*Exercise aim*. For the records below, tally every line that has the word "delimited" and reply with the number alone.

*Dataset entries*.
▼
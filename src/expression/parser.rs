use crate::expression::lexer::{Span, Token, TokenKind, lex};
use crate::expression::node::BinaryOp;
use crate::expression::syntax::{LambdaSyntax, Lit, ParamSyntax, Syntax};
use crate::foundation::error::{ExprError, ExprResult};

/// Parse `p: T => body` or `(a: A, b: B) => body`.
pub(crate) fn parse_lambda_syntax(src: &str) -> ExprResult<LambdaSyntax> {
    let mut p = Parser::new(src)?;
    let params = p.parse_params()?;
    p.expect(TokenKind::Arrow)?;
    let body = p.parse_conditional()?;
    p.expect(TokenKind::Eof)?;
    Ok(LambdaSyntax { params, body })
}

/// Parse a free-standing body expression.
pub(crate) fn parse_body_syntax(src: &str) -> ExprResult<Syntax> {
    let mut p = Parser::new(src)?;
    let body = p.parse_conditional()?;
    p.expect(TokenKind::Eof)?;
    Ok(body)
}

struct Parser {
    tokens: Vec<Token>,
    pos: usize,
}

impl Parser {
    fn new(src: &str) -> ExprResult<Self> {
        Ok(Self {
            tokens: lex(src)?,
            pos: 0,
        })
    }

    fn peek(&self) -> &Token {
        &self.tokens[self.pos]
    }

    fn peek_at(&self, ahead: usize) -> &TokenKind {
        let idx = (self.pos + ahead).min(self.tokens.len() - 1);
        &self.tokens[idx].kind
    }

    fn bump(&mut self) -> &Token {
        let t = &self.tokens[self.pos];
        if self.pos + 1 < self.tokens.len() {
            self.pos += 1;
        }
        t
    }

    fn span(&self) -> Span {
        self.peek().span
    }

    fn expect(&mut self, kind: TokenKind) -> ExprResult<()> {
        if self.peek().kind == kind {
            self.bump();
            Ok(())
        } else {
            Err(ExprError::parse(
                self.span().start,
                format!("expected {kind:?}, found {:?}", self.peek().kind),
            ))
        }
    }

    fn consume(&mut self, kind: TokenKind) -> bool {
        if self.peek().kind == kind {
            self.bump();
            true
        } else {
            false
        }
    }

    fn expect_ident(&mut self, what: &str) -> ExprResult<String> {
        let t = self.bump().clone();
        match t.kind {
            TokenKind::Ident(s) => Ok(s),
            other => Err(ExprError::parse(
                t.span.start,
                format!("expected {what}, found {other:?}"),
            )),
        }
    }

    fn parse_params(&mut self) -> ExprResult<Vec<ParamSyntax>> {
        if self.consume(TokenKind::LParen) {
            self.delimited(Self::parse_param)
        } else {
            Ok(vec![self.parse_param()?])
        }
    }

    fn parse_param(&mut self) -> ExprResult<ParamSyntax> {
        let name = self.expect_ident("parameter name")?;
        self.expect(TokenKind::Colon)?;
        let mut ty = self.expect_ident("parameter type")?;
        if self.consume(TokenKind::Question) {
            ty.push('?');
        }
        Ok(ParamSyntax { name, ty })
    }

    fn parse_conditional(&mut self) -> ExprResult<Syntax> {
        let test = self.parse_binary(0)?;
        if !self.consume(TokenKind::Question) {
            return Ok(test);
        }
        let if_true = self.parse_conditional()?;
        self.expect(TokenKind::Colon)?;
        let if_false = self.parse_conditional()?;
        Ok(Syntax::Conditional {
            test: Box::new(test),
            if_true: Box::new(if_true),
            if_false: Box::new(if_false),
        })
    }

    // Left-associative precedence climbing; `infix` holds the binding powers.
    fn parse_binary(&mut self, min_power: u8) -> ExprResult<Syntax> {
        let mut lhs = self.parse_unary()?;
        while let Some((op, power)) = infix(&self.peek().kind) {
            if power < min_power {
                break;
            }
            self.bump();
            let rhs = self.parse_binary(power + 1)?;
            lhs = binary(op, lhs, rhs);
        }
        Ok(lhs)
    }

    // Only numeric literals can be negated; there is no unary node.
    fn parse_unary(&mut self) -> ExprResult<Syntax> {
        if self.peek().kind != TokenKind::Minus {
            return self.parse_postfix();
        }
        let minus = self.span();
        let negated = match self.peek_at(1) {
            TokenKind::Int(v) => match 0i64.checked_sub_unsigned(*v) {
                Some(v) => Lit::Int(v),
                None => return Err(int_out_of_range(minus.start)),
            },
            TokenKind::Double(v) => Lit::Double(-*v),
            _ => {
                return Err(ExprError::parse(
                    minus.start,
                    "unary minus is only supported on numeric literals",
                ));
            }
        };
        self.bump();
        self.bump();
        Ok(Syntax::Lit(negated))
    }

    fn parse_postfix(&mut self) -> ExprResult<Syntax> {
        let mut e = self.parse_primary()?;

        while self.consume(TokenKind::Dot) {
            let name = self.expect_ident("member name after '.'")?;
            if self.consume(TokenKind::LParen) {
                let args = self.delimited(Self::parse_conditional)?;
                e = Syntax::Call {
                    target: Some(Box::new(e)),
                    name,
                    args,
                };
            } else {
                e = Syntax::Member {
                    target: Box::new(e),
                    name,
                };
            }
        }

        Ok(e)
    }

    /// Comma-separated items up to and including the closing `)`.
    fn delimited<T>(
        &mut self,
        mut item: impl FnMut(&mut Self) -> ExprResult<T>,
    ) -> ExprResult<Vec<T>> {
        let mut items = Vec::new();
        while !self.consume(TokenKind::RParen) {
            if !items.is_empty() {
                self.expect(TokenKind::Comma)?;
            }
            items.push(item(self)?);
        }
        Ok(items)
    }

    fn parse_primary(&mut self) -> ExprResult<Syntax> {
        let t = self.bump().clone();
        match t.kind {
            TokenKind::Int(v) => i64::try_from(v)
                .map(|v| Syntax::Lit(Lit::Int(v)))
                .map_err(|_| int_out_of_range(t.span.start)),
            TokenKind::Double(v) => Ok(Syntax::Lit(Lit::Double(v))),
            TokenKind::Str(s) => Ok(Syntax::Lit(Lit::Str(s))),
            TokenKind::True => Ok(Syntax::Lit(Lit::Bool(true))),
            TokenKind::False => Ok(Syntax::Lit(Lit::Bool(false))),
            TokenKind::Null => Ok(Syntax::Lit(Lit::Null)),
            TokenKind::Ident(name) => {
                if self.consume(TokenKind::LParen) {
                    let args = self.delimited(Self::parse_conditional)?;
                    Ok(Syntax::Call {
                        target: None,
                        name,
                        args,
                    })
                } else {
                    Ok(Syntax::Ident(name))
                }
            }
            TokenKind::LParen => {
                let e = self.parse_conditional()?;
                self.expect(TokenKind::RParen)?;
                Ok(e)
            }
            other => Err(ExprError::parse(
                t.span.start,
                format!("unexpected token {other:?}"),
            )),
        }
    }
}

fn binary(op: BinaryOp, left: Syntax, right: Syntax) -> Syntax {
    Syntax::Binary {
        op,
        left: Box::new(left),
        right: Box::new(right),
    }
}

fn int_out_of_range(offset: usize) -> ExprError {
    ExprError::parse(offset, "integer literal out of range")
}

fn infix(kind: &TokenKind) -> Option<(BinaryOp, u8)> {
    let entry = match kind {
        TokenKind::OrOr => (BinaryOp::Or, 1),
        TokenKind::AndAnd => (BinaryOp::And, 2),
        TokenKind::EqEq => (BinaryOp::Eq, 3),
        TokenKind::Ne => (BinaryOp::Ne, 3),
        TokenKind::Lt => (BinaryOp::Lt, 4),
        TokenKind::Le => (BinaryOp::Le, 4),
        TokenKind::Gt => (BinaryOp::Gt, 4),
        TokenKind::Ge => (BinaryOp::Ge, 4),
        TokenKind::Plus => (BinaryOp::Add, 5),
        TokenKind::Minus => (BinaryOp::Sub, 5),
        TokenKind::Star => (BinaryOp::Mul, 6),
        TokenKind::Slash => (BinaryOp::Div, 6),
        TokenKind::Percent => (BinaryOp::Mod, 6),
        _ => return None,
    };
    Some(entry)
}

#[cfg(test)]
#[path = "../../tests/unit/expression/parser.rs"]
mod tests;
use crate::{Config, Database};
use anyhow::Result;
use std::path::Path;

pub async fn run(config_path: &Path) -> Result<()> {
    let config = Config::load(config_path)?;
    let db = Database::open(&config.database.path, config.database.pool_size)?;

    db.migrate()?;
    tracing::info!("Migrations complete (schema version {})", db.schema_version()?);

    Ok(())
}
▲
*Answer to this task*. 4